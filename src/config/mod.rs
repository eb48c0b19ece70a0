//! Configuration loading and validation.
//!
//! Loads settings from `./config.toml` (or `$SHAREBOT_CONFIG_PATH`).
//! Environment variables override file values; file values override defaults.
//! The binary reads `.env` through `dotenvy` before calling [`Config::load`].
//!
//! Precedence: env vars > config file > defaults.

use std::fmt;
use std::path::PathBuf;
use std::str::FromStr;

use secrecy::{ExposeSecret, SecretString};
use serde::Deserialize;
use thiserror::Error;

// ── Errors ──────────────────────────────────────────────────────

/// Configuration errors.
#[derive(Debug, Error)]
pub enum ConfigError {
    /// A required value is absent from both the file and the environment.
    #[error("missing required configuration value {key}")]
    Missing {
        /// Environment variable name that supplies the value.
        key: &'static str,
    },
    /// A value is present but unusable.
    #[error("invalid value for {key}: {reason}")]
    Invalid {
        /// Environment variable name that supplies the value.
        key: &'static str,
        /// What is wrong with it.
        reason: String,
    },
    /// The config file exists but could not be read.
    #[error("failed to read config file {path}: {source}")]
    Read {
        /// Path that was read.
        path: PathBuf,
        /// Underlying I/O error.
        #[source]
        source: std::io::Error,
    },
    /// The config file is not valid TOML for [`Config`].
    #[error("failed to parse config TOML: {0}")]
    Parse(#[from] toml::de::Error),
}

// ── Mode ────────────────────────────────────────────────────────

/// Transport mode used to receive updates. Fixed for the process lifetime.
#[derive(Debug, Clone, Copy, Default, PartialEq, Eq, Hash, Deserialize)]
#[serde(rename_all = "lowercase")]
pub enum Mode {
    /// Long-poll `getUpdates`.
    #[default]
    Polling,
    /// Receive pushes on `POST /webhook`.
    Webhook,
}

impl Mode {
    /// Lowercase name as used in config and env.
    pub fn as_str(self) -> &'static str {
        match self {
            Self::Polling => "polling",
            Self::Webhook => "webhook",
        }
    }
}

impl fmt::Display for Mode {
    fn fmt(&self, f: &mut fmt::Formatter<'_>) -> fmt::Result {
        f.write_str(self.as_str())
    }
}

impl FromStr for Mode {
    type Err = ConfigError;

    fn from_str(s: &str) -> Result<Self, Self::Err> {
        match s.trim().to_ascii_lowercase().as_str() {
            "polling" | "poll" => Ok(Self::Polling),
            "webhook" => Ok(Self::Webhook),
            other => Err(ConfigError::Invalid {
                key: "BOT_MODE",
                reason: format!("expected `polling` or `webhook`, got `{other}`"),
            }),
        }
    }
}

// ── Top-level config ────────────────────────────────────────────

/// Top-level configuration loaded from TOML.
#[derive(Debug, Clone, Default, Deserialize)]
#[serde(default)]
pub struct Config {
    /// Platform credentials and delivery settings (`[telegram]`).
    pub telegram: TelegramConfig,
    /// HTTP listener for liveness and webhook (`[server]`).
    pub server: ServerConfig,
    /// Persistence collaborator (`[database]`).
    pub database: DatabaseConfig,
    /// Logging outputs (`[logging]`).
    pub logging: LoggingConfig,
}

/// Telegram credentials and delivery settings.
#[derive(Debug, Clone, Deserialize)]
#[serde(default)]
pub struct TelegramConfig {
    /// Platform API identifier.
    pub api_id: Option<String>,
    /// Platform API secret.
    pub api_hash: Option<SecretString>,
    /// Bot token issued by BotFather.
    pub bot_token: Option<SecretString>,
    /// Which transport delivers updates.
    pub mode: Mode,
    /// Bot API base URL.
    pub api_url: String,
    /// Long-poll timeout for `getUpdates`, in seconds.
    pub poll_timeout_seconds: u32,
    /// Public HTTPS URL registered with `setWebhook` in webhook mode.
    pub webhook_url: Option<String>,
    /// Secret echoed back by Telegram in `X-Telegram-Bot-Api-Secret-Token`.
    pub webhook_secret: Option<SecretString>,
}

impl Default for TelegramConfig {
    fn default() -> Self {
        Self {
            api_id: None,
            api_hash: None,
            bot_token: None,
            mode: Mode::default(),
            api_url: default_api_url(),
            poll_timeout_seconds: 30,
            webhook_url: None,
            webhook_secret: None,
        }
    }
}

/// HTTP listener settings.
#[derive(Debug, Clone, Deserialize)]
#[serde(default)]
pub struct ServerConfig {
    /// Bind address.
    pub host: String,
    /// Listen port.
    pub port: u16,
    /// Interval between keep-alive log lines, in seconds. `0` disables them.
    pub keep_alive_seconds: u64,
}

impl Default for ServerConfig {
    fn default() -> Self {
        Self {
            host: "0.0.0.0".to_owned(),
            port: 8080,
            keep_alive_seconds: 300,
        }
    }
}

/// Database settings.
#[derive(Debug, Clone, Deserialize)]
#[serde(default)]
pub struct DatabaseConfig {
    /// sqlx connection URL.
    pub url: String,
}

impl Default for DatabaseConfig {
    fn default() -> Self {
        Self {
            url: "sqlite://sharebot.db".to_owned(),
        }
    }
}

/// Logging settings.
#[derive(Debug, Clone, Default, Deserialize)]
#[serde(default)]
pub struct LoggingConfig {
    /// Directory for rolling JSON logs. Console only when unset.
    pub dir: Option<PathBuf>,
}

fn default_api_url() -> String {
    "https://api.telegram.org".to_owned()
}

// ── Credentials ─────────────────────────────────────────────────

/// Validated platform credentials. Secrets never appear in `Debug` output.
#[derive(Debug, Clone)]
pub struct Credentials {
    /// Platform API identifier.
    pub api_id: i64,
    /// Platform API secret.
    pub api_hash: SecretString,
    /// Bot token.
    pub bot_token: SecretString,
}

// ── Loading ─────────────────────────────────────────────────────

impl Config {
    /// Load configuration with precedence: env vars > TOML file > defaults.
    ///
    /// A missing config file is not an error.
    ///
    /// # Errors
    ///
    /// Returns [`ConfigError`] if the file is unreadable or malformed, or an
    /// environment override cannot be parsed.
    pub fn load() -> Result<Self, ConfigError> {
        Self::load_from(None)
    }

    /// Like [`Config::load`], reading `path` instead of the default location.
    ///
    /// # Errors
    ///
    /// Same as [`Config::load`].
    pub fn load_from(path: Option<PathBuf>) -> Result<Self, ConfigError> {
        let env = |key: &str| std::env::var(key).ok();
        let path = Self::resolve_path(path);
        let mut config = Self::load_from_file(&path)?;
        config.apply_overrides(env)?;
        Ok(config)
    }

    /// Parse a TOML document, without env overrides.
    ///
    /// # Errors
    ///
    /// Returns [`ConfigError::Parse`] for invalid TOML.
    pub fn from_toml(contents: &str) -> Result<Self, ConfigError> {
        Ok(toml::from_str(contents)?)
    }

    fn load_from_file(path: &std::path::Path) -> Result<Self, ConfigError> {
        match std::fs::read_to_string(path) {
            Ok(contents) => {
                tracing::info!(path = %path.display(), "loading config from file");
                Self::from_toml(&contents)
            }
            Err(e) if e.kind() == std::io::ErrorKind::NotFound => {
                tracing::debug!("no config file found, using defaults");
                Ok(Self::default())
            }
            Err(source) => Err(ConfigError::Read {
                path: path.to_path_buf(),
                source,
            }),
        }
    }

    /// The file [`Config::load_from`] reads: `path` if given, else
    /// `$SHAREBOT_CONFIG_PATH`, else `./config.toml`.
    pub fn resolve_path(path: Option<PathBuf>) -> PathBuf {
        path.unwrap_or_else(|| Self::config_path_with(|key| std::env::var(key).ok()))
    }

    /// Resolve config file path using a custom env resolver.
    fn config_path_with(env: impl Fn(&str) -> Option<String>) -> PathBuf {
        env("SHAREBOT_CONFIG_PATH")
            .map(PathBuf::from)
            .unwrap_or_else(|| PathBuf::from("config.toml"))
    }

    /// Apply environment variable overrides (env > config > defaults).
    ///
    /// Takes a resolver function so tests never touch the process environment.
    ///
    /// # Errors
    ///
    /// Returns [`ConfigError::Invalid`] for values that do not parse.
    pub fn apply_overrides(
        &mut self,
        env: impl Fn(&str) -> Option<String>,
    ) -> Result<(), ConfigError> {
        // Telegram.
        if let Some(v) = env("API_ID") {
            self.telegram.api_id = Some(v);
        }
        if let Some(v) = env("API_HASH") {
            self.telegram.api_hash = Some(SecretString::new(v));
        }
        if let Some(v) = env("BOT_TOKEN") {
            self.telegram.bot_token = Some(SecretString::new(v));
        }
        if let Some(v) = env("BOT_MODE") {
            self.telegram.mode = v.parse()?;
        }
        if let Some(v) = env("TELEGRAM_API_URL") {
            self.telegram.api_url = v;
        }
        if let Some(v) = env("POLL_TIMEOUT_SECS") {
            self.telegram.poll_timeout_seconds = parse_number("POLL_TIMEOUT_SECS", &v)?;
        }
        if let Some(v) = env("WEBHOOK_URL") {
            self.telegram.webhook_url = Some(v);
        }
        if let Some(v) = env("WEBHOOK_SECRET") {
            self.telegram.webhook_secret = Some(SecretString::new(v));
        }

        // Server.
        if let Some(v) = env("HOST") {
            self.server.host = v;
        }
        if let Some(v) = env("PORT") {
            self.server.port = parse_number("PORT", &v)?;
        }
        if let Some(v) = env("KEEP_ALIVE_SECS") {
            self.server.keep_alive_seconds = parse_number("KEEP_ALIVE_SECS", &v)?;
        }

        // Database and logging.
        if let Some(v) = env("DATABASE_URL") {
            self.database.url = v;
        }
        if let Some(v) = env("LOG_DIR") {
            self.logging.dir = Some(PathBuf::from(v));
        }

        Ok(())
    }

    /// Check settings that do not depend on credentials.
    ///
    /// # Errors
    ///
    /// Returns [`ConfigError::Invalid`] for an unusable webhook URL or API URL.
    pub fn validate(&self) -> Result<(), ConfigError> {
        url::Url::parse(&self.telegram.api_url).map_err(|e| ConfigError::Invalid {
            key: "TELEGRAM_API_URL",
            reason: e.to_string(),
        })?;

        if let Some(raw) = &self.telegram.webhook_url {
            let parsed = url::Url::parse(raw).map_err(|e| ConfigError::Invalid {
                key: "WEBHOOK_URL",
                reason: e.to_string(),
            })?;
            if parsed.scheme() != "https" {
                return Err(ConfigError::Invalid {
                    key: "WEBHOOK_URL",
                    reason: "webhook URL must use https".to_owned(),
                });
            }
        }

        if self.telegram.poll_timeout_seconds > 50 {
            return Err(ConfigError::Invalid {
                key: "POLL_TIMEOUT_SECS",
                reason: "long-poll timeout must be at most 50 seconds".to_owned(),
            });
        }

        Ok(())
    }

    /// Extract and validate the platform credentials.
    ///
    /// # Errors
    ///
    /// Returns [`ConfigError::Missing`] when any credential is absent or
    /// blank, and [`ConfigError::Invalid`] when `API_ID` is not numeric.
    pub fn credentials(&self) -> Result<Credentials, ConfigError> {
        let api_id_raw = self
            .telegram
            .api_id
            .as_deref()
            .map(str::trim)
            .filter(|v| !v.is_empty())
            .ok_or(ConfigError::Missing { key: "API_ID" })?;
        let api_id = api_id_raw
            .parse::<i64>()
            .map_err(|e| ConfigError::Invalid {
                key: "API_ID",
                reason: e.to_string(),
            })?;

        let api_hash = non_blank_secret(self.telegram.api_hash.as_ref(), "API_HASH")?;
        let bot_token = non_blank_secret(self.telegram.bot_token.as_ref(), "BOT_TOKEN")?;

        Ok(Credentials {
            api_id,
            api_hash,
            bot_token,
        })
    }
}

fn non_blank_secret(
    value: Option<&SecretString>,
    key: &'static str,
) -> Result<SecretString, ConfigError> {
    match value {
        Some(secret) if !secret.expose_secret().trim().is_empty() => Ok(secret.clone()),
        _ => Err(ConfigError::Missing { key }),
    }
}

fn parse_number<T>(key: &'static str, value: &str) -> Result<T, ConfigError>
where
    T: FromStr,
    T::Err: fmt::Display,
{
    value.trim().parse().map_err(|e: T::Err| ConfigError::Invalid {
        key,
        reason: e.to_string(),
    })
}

· · · ·

Show each line in the listing above that has "FromStr".

use std::str::FromStr;
impl FromStr for Mode {
    T: FromStr,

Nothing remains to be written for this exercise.